- [PROBLEM DESCRIPTION]: Only a number is expected here: the count of lines in the data that contain "args".

- [PROVIDED DATA]:

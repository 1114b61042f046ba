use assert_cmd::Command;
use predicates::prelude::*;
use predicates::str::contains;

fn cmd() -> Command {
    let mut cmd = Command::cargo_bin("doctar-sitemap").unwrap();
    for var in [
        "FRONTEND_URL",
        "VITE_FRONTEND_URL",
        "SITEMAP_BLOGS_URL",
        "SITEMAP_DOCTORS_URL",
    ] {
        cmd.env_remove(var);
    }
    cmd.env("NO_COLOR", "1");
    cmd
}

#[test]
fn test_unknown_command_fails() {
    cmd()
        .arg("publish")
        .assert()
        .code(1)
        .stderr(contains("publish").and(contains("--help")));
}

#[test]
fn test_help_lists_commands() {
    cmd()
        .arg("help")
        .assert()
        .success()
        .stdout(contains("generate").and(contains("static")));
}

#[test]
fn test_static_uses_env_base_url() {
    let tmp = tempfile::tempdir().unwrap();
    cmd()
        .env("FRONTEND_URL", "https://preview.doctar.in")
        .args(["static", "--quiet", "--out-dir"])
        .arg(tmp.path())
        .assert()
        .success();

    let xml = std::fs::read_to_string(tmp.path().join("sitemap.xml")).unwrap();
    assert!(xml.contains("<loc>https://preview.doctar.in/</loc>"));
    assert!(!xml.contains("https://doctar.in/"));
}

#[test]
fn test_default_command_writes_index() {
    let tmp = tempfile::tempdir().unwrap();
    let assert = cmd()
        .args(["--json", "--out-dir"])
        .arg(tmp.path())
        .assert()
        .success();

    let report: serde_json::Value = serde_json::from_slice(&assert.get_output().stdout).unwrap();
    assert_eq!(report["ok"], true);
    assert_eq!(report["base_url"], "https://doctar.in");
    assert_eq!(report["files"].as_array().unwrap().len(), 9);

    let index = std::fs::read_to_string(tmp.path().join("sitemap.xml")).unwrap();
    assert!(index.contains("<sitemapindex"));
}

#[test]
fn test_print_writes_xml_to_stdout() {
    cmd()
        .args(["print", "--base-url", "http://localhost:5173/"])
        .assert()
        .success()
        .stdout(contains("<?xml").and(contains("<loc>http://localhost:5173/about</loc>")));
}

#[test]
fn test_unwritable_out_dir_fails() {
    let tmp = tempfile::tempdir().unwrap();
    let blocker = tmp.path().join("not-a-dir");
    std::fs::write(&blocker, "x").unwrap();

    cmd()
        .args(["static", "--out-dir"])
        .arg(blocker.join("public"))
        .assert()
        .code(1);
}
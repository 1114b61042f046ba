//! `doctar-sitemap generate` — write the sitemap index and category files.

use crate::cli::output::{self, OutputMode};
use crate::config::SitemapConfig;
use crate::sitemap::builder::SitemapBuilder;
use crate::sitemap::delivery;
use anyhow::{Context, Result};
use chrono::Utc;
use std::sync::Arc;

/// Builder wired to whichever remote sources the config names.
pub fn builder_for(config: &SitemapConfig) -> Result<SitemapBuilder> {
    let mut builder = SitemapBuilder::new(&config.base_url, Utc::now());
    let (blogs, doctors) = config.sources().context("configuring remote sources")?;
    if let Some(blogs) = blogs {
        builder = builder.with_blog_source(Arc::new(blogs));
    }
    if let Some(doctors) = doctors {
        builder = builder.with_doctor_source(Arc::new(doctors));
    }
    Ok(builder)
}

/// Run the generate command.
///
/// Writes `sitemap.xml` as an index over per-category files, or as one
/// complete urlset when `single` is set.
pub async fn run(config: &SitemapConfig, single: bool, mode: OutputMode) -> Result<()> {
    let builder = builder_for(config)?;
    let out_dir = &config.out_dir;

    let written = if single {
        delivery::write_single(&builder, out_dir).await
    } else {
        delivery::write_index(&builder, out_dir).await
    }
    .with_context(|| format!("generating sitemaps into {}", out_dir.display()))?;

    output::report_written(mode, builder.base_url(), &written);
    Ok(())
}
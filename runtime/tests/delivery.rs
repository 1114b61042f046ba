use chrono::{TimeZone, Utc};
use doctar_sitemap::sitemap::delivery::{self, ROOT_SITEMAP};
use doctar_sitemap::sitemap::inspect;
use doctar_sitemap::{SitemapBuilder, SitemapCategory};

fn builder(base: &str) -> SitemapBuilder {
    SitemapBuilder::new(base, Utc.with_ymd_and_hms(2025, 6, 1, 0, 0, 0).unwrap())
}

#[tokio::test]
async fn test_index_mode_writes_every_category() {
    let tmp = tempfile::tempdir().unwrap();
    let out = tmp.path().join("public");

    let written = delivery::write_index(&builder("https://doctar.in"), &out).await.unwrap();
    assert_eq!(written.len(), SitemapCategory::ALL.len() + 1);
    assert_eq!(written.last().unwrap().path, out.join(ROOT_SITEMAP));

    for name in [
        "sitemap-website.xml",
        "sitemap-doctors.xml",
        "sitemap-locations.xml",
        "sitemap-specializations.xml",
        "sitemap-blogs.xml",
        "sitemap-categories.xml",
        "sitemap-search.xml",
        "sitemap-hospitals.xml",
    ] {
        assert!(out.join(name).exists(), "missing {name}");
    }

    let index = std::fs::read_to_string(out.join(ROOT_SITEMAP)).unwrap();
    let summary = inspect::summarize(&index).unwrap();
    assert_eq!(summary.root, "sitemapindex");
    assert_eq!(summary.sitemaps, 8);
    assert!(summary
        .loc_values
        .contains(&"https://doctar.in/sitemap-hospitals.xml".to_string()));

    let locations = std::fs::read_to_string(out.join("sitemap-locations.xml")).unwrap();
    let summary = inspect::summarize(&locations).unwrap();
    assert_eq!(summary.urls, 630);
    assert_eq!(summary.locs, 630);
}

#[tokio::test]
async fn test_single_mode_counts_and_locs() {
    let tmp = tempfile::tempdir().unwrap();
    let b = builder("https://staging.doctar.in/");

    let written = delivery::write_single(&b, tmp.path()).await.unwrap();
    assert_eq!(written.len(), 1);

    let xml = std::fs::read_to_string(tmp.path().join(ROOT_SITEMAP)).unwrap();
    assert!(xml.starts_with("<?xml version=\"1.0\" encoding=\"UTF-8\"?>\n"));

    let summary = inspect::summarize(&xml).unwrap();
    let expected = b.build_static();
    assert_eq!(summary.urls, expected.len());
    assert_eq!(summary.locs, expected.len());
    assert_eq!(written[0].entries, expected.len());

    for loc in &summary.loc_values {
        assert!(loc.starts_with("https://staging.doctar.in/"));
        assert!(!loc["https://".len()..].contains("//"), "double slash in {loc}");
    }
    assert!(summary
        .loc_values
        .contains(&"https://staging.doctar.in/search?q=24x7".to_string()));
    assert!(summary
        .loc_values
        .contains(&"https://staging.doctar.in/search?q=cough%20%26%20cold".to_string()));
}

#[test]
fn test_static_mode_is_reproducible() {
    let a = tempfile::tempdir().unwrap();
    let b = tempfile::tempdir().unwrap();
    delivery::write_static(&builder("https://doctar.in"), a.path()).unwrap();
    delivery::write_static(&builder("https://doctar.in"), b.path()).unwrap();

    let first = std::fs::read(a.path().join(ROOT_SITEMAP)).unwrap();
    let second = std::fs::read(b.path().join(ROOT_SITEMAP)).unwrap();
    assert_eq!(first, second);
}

- [RESPONSE FOR THIS EXERCISE]: 4